### Dataset entries
*-*-*

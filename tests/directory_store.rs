use anyhow::Result;
use chrono::{NaiveDate, Utc};
use entity::teammates;
use hub_tests::memory_store;
use platform_db::{SeaStore, migrate_down, pending_migrations, seed::seed_demo};
use platform_store::StoreError;
use products_directory::{
    Branch, Department, DirectoryStore, ListFilters, NewTag, NewTeammate, OnboardingStatus,
    Selector, TeammatePatch,
};
use sea_orm::{ActiveModelTrait, Set, prelude::DateTimeWithTimeZone};
use uuid::Uuid;

fn new_teammate(first: &str, last: &str, department: Department, branch: Branch) -> NewTeammate {
    NewTeammate {
        first_name: first.to_string(),
        last_name: last.to_string(),
        email: format!("{}.{}@example.com", first.to_lowercase(), last.to_lowercase()),
        phone: None,
        position: "Loan Officer".to_string(),
        department,
        branch,
        nmls: None,
        headshot_url: None,
        start_date: NaiveDate::from_ymd_opt(2024, 1, 8),
        birthday: None,
        onboarding_status: OnboardingStatus::NotStarted,
        linkedin: None,
        calendly: None,
        manager_id: None,
    }
}

async fn add(store: &SeaStore, first: &str, last: &str, department: Department) -> Result<Uuid> {
    let record = DirectoryStore::create(
        store,
        new_teammate(first, last, department, Branch::PittsburghHq),
    )
    .await?;
    Ok(record.id)
}

#[tokio::test]
async fn list_orders_by_name_and_applies_filters() -> Result<()> {
    let store = memory_store().await?;
    add(&store, "Zoe", "Adams", Department::Sales).await?;
    add(&store, "Amy", "Young", Department::Operations).await?;
    add(&store, "Amy", "Baker", Department::Sales).await?;

    let all = store.list(ListFilters::default()).await?;
    let names: Vec<String> = all.iter().map(|mate| mate.full_name()).collect();
    assert_eq!(names, vec!["Amy Baker", "Amy Young", "Zoe Adams"]);

    let sales = store
        .list(ListFilters {
            department: Selector::Only(Department::Sales),
            ..ListFilters::default()
        })
        .await?;
    assert_eq!(sales.len(), 2);
    assert!(sales.iter().all(|mate| mate.department == Department::Sales));

    let savannah = store
        .list(ListFilters {
            branch: Selector::Only(Branch::Savannah),
            ..ListFilters::default()
        })
        .await?;
    assert!(savannah.is_empty());
    Ok(())
}

#[tokio::test]
async fn search_is_case_insensitive_and_spans_the_name_gap() -> Result<()> {
    let store = memory_store().await?;
    add(&store, "John", "Doe", Department::Sales).await?;
    add(&store, "Jane", "Smith", Department::Operations).await?;

    let by_last = store.search("DOE").await?;
    assert_eq!(by_last.len(), 1);
    assert_eq!(by_last[0].first_name, "John");

    let spanning = store.search("ohn do").await?;
    assert_eq!(spanning.len(), 1);
    assert_eq!(spanning[0].last_name, "Doe");

    let by_email = store.search("jane.smith@").await?;
    assert_eq!(by_email.len(), 1);

    assert_eq!(store.search("   ").await?.len(), 2);
    assert!(store.search("nobody").await?.is_empty());
    Ok(())
}

#[tokio::test]
async fn search_matches_the_whole_name_with_multi_word_first_names() -> Result<()> {
    let store = memory_store().await?;
    let mut mary = new_teammate("Mary Ann", "Smith", Department::Sales, Branch::Savannah);
    mary.email = "maryann.smith@example.com".into();
    DirectoryStore::create(&store, mary).await?;
    add(&store, "Mary", "Jones", Department::Operations).await?;

    let full = store.search("mary ann smith").await?;
    assert_eq!(full.len(), 1);
    assert_eq!(full[0].full_name(), "Mary Ann Smith");

    assert_eq!(store.search("ann smi").await?.len(), 1);
    assert_eq!(store.search("Mary").await?.len(), 2);
    Ok(())
}

#[tokio::test]
async fn list_ignores_case_when_ordering_names() -> Result<()> {
    let store = memory_store().await?;
    add(&store, "Zed", "Adams", Department::Sales).await?;
    add(&store, "anna", "Young", Department::Sales).await?;
    add(&store, "Bea", "xu", Department::Sales).await?;

    let names: Vec<String> = store
        .list(ListFilters::default())
        .await?
        .iter()
        .map(|mate| mate.full_name())
        .collect();
    assert_eq!(names, vec!["anna Young", "Bea xu", "Zed Adams"]);

    let searched: Vec<String> = store
        .search("a")
        .await?
        .iter()
        .map(|mate| mate.full_name())
        .collect();
    assert_eq!(searched, vec!["anna Young", "Bea xu", "Zed Adams"]);
    Ok(())
}

#[tokio::test]
async fn duplicate_email_is_rejected_as_invalid_input() -> Result<()> {
    let store = memory_store().await?;
    add(&store, "John", "Doe", Department::Sales).await?;
    let err = DirectoryStore::create(
        &store,
        new_teammate("John", "Doe", Department::Operations, Branch::Savannah),
    )
    .await
    .unwrap_err();
    assert!(matches!(err, StoreError::InvalidInput(_)), "{err:?}");
    Ok(())
}

#[tokio::test]
async fn managers_must_be_other_existing_teammates() -> Result<()> {
    let store = memory_store().await?;
    let lead = add(&store, "Dana", "Whitfield", Department::Leadership).await?;

    let mut orphan = new_teammate("John", "Doe", Department::Sales, Branch::PittsburghHq);
    orphan.manager_id = Some(Uuid::new_v4());
    let err = DirectoryStore::create(&store, orphan).await.unwrap_err();
    assert_eq!(
        err,
        StoreError::InvalidInput("Manager must reference an existing teammate".into())
    );

    let own = store
        .update(
            lead,
            TeammatePatch {
                manager_id: Some(Some(lead)),
                ..TeammatePatch::default()
            },
        )
        .await
        .unwrap_err();
    assert_eq!(
        own,
        StoreError::InvalidInput("A teammate cannot be their own manager".into())
    );
    Ok(())
}

#[tokio::test]
async fn update_applies_patch_and_clears_optional_fields() -> Result<()> {
    let store = memory_store().await?;
    let lead = add(&store, "Dana", "Whitfield", Department::Leadership).await?;
    let mut new = new_teammate("John", "Doe", Department::Sales, Branch::PittsburghHq);
    new.phone = Some("412-555-0100".into());
    let john = DirectoryStore::create(&store, new).await?;

    let updated = store
        .update(
            john.id,
            TeammatePatch {
                position: Some("Branch Manager".into()),
                phone: Some(None),
                manager_id: Some(Some(lead)),
                onboarding_status: Some(OnboardingStatus::Done),
                ..TeammatePatch::default()
            },
        )
        .await?;
    assert_eq!(updated.position, "Branch Manager");
    assert_eq!(updated.phone, None);
    assert_eq!(updated.manager_id, Some(lead));
    assert_eq!(updated.onboarding_status, OnboardingStatus::Done);
    assert_eq!(updated.first_name, "John");

    let missing = store
        .update(Uuid::new_v4(), TeammatePatch::default())
        .await
        .unwrap_err();
    assert!(missing.is_not_found());
    Ok(())
}

#[tokio::test]
async fn delete_releases_reports_and_drops_tags() -> Result<()> {
    let store = memory_store().await?;
    let lead = add(&store, "Dana", "Whitfield", Department::Leadership).await?;
    let mut new = new_teammate("John", "Doe", Department::Sales, Branch::PittsburghHq);
    new.manager_id = Some(lead);
    let john = DirectoryStore::create(&store, new).await?;
    store.add_tags(lead, vec![NewTag::named("Leadership Team")]).await?;

    DirectoryStore::delete(&store, lead).await?;

    let remaining = store.list(ListFilters::default()).await?;
    assert_eq!(remaining.len(), 1);
    assert_eq!(remaining[0].id, john.id);
    assert_eq!(remaining[0].manager_id, None);

    let again = DirectoryStore::delete(&store, lead).await.unwrap_err();
    assert!(again.is_not_found());
    Ok(())
}

#[tokio::test]
async fn tags_are_deduplicated_and_removable() -> Result<()> {
    let store = memory_store().await?;
    let id = add(&store, "John", "Doe", Department::Sales).await?;

    let tagged = store
        .add_tags(
            id,
            vec![
                NewTag::named("Spanish"),
                NewTag::named(" Spanish "),
                NewTag::named("Top Producer"),
            ],
        )
        .await?;
    assert_eq!(tagged.tags.len(), 2);
    assert!(tagged.tags.contains(&"Spanish".to_string()));

    let blank = store.add_tags(id, vec![NewTag::named("  ")]).await.unwrap_err();
    assert_eq!(blank, StoreError::InvalidInput("Tag name is required".into()));

    let trimmed = store.remove_tag(id, "Spanish").await?;
    assert_eq!(trimmed.tags, vec!["Top Producer".to_string()]);
    Ok(())
}

#[tokio::test]
async fn headshot_url_can_be_set_and_cleared() -> Result<()> {
    let store = memory_store().await?;
    let id = add(&store, "John", "Doe", Department::Sales).await?;
    let url = "http://hub.test/files/headshots/john.png".to_string();

    let with = store.set_headshot(id, Some(url.clone())).await?;
    assert_eq!(with.headshot_url, Some(url));
    let without = store.set_headshot(id, None).await?;
    assert_eq!(without.headshot_url, None);

    let missing = store.set_headshot(Uuid::new_v4(), None).await.unwrap_err();
    assert!(missing.is_not_found());
    Ok(())
}

#[tokio::test]
async fn unknown_stored_department_is_an_integrity_error() -> Result<()> {
    let store = memory_store().await?;
    let now: DateTimeWithTimeZone = Utc::now().into();
    teammates::ActiveModel {
        id: Set(Uuid::new_v4()),
        first_name: Set("Lex".into()),
        last_name: Set("Counsel".into()),
        email: Set("lex@example.com".into()),
        phone: Set(None),
        position: Set("General Counsel".into()),
        department: Set("Legal".into()),
        branch: Set(Branch::PittsburghHq.as_str().into()),
        nmls: Set(None),
        headshot_url: Set(None),
        start_date: Set(None),
        birthday: Set(None),
        onboarding_status: Set(OnboardingStatus::Done.as_str().into()),
        linkedin: Set(None),
        calendly: Set(None),
        manager_id: Set(None),
        created_at: Set(now),
        updated_at: Set(now),
    }
    .insert(store.connection())
    .await?;

    let err = store.list(ListFilters::default()).await.unwrap_err();
    assert!(matches!(err, StoreError::Integrity(_)), "{err:?}");
    Ok(())
}

#[tokio::test]
async fn demo_seed_builds_profiles_and_runs_once() -> Result<()> {
    let store = memory_store().await?;
    let today = NaiveDate::from_ymd_opt(2026, 2, 10).unwrap();

    let first = seed_demo(&store, today).await?;
    assert!(!first.skipped);
    assert!(first.events > 0);
    let lead = &first.teammates[0];
    let producer = &first.teammates[1];

    let profile = store.get_profile(producer.id).await?;
    assert_eq!(profile.teammate.full_name(), "John Doe");
    let manager = profile.manager.as_ref().unwrap();
    assert_eq!(manager.id, lead.id);
    assert_eq!(manager.full_name, "Dana Whitfield");
    assert_eq!(profile.tags.len(), 2);
    assert_eq!(profile.licenses.len(), 1);
    assert_eq!(profile.licenses[0].state_code, "PA");
    assert_eq!(profile.reviews.len(), 2);
    assert_eq!(profile.average_rating(), Some(4.5));

    let lead_profile = store.get_profile(lead.id).await?;
    assert!(lead_profile.manager.is_none());

    let second = seed_demo(&store, today).await?;
    assert!(second.skipped);
    assert!(second.teammates.is_empty());
    assert_eq!(
        store.list(ListFilters::default()).await?.len(),
        first.teammates.len()
    );
    Ok(())
}

#[tokio::test]
async fn migrations_roll_back_cleanly() -> Result<()> {
    let store = memory_store().await?;
    let db = store.connection();
    assert_eq!(pending_migrations(db).await?, 0);

    migrate_down(db, None).await?;
    assert_eq!(pending_migrations(db).await?, 3);
    Ok(())
}
use crate::model::{Department, Teammate};

/// Records sharing one department, in their original relative order.
#[derive(Clone, Debug, PartialEq, Eq)]
pub struct DepartmentBucket<'a> {
    pub department: Department,
    pub records: Vec<&'a Teammate>,
}

impl DepartmentBucket<'_> {
    pub fn len(&self) -> usize {
        self.records.len()
    }

    pub fn is_empty(&self) -> bool {
        self.records.is_empty()
    }
}

/// Stable partition by department.
///
/// Buckets come back in [`Department::ALL`] order and empty buckets are
/// dropped, so every record lands in exactly one returned bucket.
pub fn group_by_department<'a, I>(records: I) -> Vec<DepartmentBucket<'a>>
where
    I: IntoIterator<Item = &'a Teammate>,
{
    let mut slots: Vec<Vec<&'a Teammate>> = Department::ALL.iter().map(|_| Vec::new()).collect();
    for record in records {
        slots[record.department.ordinal()].push(record);
    }
    Department::ALL
        .into_iter()
        .zip(slots)
        .filter(|(_, records)| !records.is_empty())
        .map(|(department, records)| DepartmentBucket {
            department,
            records,
        })
        .collect()
}

#[cfg(test)]
mod tests {
    use super::*;
    use crate::model::Branch;

    fn mate(first: &str, department: Department) -> Teammate {
        Teammate::new(
            first,
            "Test",
            format!("{}@lh.test", first.to_lowercase()),
            "Role",
            department,
            Branch::Philadelphia,
        )
    }

    #[test]
    fn buckets_follow_declared_order_not_insertion_order() {
        let records = vec![
            mate("Ops", Department::Operations),
            mate("Seller", Department::Sales),
            mate("Boss", Department::Leadership),
        ];
        let buckets = group_by_department(&records);
        let order: Vec<_> = buckets.iter().map(|b| b.department).collect();
        assert_eq!(
            order,
            vec![Department::Leadership, Department::Sales, Department::Operations]
        );
    }

    #[test]
    fn partition_is_stable_and_complete() {
        let records = vec![
            mate("A", Department::Sales),
            mate("B", Department::Operations),
            mate("C", Department::Sales),
            mate("D", Department::Sales),
            mate("E", Department::Operations),
        ];
        let buckets = group_by_department(&records);
        let total: usize = buckets.iter().map(DepartmentBucket::len).sum();
        assert_eq!(total, records.len());

        let sales: Vec<_> = buckets[0].records.iter().map(|r| r.first_name.as_str()).collect();
        assert_eq!(buckets[0].department, Department::Sales);
        assert_eq!(sales, vec!["A", "C", "D"]);

        for record in &records {
            let hits = buckets
                .iter()
                .filter(|b| b.records.iter().any(|r| r.id == record.id))
                .count();
            assert_eq!(hits, 1);
        }
    }

    #[test]
    fn empty_departments_are_absent() {
        let records = vec![mate("Solo", Department::Operations)];
        let buckets = group_by_department(&records);
        assert_eq!(buckets.len(), 1);
        assert!(group_by_department(std::iter::empty()).is_empty());
    }
}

*-*-*

Wherever the word "again" occurs in the data, copy that whole line.

    let again = DirectoryStore::delete(&store, lead).await.unwrap_err();
    assert!(again.is_not_found());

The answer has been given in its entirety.